Sunrise interview with Sam Armytage

SAM ARMYTAGE

The Federal Government has announced a $1.8 billion boost to help areas battling the economic effects of COVID-19. The money will be distributed to councils and used to accelerate community projects like building bridges, improving roads and upgrading street lights. Now, it's hoped the funding will help support local jobs and businesses, while also stimulating the economy. Deputy Prime Minister and Minister for Infrastructure, Transport and Regional Development, Michael McCormack joins me now. Michael, good morning to you.

MICHAEL MCCORMACK 

Good morning Sam.

SAM ARMYTAGE

This is great, we love it when money goes to regional areas but do you, does the Federal Government have any say on where it's spent because councils don't always spend wisely?

MICHAEL MCCORMACK 

It will be spent all around the country and there are 537 councils across Australia and I wrote to each and every one of them on March 6. More than 400 responded but each and every council will get a part of this action. Each and every council will get a part of this $1.8 billion stimulus. So $500 million will be spent under the Roads to Recovery funding model and councils, as you say, can use it to build roads and to do all those sorts of things. Yes, of course, we want the money spent wisely and they’ll work through the Infrastructure Department and myself, to do just that. But it will create local jobs, it will create local procurement opportunities for small businesses.

SAM ARMYTAGE

So it won't just be council workers, this will flow through to businesses in these communities?

MICHAEL MCCORMACK 

Absolutely. That is the whole idea of it and of course, $1.3 billion of their Financial Assistance Grants that we provide every year, will be brought forward, so it is money directly from the Commonwealth to local government and we know to get local jobs on the ground quickest and easiest, it's through that process. I'm really excited about it, I know that the councils are also going to be very excited about it. Those mayors that I have already spoken to about it are delighted at the prospect.

SAM ARMYTAGE

OK, plenty of potholes around so that’s good news that they will be filled! Let's talk about China.
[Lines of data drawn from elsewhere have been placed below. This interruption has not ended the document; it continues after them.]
//! Error taxonomy for request dispatch.
//!
//! Everything except [`GenerationError::Resource`] is recovered at the request
//! facade and turned into a failed [`PipelineOutcome`](crate::PipelineOutcome).

use crate::audio::AudioError;
use crate::command::CommandError;
use std::path::{Path, PathBuf};
use std::time::Duration;
use thiserror::Error;

#[derive(Debug, Error)]
pub enum GenerationError {
    /// A required input file is missing.
    #[error("{what} not found: {}", path.display())]
    InputNotFound { what: &'static str, path: PathBuf },

    /// Neither or both of audio file and text were given.
    #[error("{0}")]
    AmbiguousAudioSource(&'static str),

    /// A required external collaborator is not installed.
    #[error("{tool} is not available: {hint}")]
    ToolMissing { tool: String, hint: String },

    #[error("speech synthesis failed: {0}")]
    Synthesis(String),

    /// External process exited non-zero.
    #[error("{program} exited with {}: {}", exit_label(*code), stderr_or_placeholder(stderr))]
    PipelineProcess {
        program: String,
        code: Option<i32>,
        stderr: String,
    },

    /// Process reported success but no output file was found.
    #[error("{0}")]
    OutputNotProduced(String),

    #[error("checkpoint download from {url} failed: {reason}")]
    CheckpointDownload { url: String, reason: String },

    #[error("{program} did not finish within {}s", after.as_secs())]
    TimedOut { program: String, after: Duration },

    #[error("failed to start {program}: {source}")]
    Spawn {
        program: String,
        #[source]
        source: std::io::Error,
    },

    #[error("lost track of {program} while waiting for it to exit: {source}")]
    Wait {
        program: String,
        #[source]
        source: std::io::Error,
    },

    /// The requested output location cannot be created.
    #[error("cannot create output directory {}: {source}", path.display())]
    OutputNotWritable {
        path: PathBuf,
        #[source]
        source: std::io::Error,
    },

    /// Local resource exhaustion (temp files, directories). Fatal.
    #[error("resource error: {0}")]
    Resource(#[from] std::io::Error),
}

impl GenerationError {
    /// Stable taxonomy name, used as the diagnostic prefix.
    pub fn kind(&self) -> &'static str {
        match self {
            GenerationError::InputNotFound { .. } => "InputNotFound",
            GenerationError::AmbiguousAudioSource(_) => "AmbiguousAudioSource",
            GenerationError::ToolMissing { .. } => "ToolMissing",
            GenerationError::Synthesis(_) => "SynthesisError",
            GenerationError::PipelineProcess { .. } => "PipelineProcessError",
            GenerationError::OutputNotProduced(_) => "OutputNotProduced",
            GenerationError::CheckpointDownload { .. } => "CheckpointDownloadError",
            GenerationError::TimedOut { .. } => "TimedOut",
            GenerationError::Spawn { .. } => "SpawnError",
            GenerationError::Wait { .. } => "WaitError",
            GenerationError::OutputNotWritable { .. } => "OutputNotWritable",
            GenerationError::Resource(_) => "ResourceError",
        }
    }

    /// `"<Kind>: <message>"`, surfaced verbatim by the CLI and the daemon.
    pub fn diagnostic(&self) -> String {
        format!("{}: {}", self.kind(), self)
    }

    /// Map a runner failure into the taxonomy; `hint` is shown when the program is missing.
    pub(crate) fn from_command(err: CommandError, hint: &str) -> Self {
        match err {
            CommandError::NotFound { program } => GenerationError::ToolMissing {
                tool: program,
                hint: hint.to_string(),
            },
            CommandError::TimedOut { program, after } => GenerationError::TimedOut { program, after },
            CommandError::Spawn { program, source } => GenerationError::Spawn { program, source },
            CommandError::Wait { program, source } => GenerationError::Wait { program, source },
        }
    }
}

impl From<AudioError> for GenerationError {
    fn from(err: AudioError) -> Self {
        match err {
            AudioError::NotFound(path) => GenerationError::InputNotFound { what: "audio file", path },
            AudioError::ToolMissing { tool } => GenerationError::ToolMissing {
                hint: tts_install_hint(&tool),
                tool,
            },
            AudioError::Synthesis(msg) => GenerationError::Synthesis(msg),
            AudioError::TimedOut { program, after } => GenerationError::TimedOut { program, after },
            AudioError::Resource(e) => GenerationError::Resource(e),
        }
    }
}

fn tts_install_hint(program: &str) -> String {
    let name = Path::new(program).file_name().and_then(|n| n.to_str()).unwrap_or(program);
    if name == "edge-tts" {
        "install it with `pip install edge-tts`".to_string()
    } else {
        format!("install `{}` or point `tts.program` at an installed synthesizer", program)
    }
}

fn exit_label(code: Option<i32>) -> String {
    match code {
        Some(c) => format!("status {}", c),
        None => "a signal".to_string(),
    }
}

fn stderr_or_placeholder(stderr: &str) -> &str {
    let trimmed = stderr.trim();
    if trimmed.is_empty() {
        "(no stderr output)"
    } else {
        trimmed
    }
}

#[cfg(test)]
mod tests {
    use super::*;

    #[test]
    fn diagnostic_is_prefixed_with_kind() {
        let err = GenerationError::InputNotFound {
            what: "video",
            path: PathBuf::from("face.mp4"),
        };
        assert_eq!(err.diagnostic(), "InputNotFound: video not found: face.mp4");
    }

    #[test]
    fn process_error_carries_stderr() {
        let err = GenerationError::PipelineProcess {
            program: "python".into(),
            code: Some(2),
            stderr: "CUDA out of memory\n".into(),
        };
        let d = err.diagnostic();
        assert!(d.starts_with("PipelineProcessError:"));
        assert!(d.contains("status 2"));
        assert!(d.contains("CUDA out of memory"));
    }

    #[test]
    fn empty_stderr_still_gives_message() {
        let err = GenerationError::PipelineProcess {
            program: "python".into(),
            code: None,
            stderr: String::new(),
        };
        assert!(err.to_string().contains("(no stderr output)"));
    }

    #[test]
    fn wait_failure_has_its_own_kind() {
        let err = GenerationError::from_command(
            CommandError::Wait {
                program: "python".into(),
                source: std::io::Error::new(std::io::ErrorKind::Other, "ECHILD"),
            },
            "unused",
        );
        assert_eq!(err.kind(), "WaitError");
        assert!(err.diagnostic().starts_with("WaitError: lost track of python"));
    }

    #[test]
    fn tts_hint_follows_configured_program() {
        let default: GenerationError = AudioError::ToolMissing { tool: "edge-tts".into() }.into();
        assert!(default.to_string().contains("pip install edge-tts"));

        let pathed: GenerationError = AudioError::ToolMissing { tool: "/opt/bin/edge-tts".into() }.into();
        assert!(pathed.to_string().contains("pip install edge-tts"));

        let other: GenerationError = AudioError::ToolMissing { tool: "piper".into() }.into();
        let msg = other.to_string();
        assert!(!msg.contains("edge-tts"));
        assert!(msg.contains("`piper`"));
        assert!(msg.contains("tts.program"));
    }

    #[test]
    fn command_not_found_maps_to_tool_missing() {
        let err = GenerationError::from_command(
            CommandError::NotFound { program: "wget".into() },
            "install wget",
        );
        assert_eq!(err.kind(), "ToolMissing");
        assert!(err.to_string().contains("install wget"));
    }
}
Beijing has introduced new customs inspections procedures on our iron ore imports, is the Government concerned by these changes?

MICHAEL MCCORMACK 

Well, trade discussions are ongoing, of course China is our largest trading partner and I know how hard Simon Birmingham is working to bring about a better resolution for this. We will continue to produce the best resources and the best agriculture in the world and we will continue to have those discussions with China.

SAM ARMYTAGE

What about coal? There’s reports this morning that the Government owned Chinese power stations are being told to buy Chinese coal not Australian coal, should that worry us?

MICHAEL MCCORMACK 

It does worry us and again, trade discussions are ongoing. Of course, as I say, we produce the best iron ore, we produce, certainly, the best and cleanest coal anywhere in the world, whether it's a thermal, metallurgical, our coal is the best. Of course, China needs it for energy, for steel construction and all those things. We want to make sure that we can continue to trade successfully with China as we have done for many, many years and I know how hard Simon Birmingham is working to achieve that.

SAM ARMYTAGE

This is the debate at every dinner table in the country at the moment, how do we deal with China and these constant day-by-day threats to our exports? Do we back down or do we retaliate? How hard do you go with China?

MICHAEL MCCORMACK 

We do it in a measured, considered way as we have always done. What we did with the World Health Organisation to ensure that inquiry was called for and passed was the correct thing to do. Everybody wants to know how and why the start and the spread of COVID- 19 developed and the whole world needs answers on that and yet, at the same time, we are a great and successful trading partner with Asia and China and indeed with the rest of the world. We have the products that the world wants, we will continue to talk through those. This is just one of those things that we will continue to work through in a measured and considered, diplomatic way.

SAM ARMYTAGE

But it's interesting the whole world is calling for this inquiry now and it seems that China is only really picking Australia to have a fight with.

MICHAEL MCCORMACK 

Again, China relies on Australia as much Australia relies on China. So it's a very successful two-way relationship and has been for many years. I'm sure that it will be for many years to come.

SAM ARMYTAGE

So we do have some power here, that is good to hear. Let's talk about Virgin Australia adding new flights from today under a revised agreement with the Federal Government. Is that a sign that short-term funding from the government is on the table to keep this airline afloat in the immediate future?

MICHAEL MCCORMACK 

Well, all our funding, Sam, as you know, has been sector-wide. Virgin has benefited, yes, from the money we have put on the table as has Qantas as has regional airlines, such as Rex and we will continue to work with Nicholas Moore through the voluntary administrators. We want two commercially viable airlines through this process. We are very pleased that the process is working very well and of course, the sooner the states relax their border restrictions, the sooner we will have more domestic flights.

SAM ARMYTAGE

Yes, I was just going to say that! As soon as the borders are open, we can take off again. Hurry up, State Governments, perhaps Deputy PM?

MICHAEL MCCORMACK 

Always a pleasure, Sam.

SAM ARMYTAGE

There you go. Michael McCormack, thanks for that.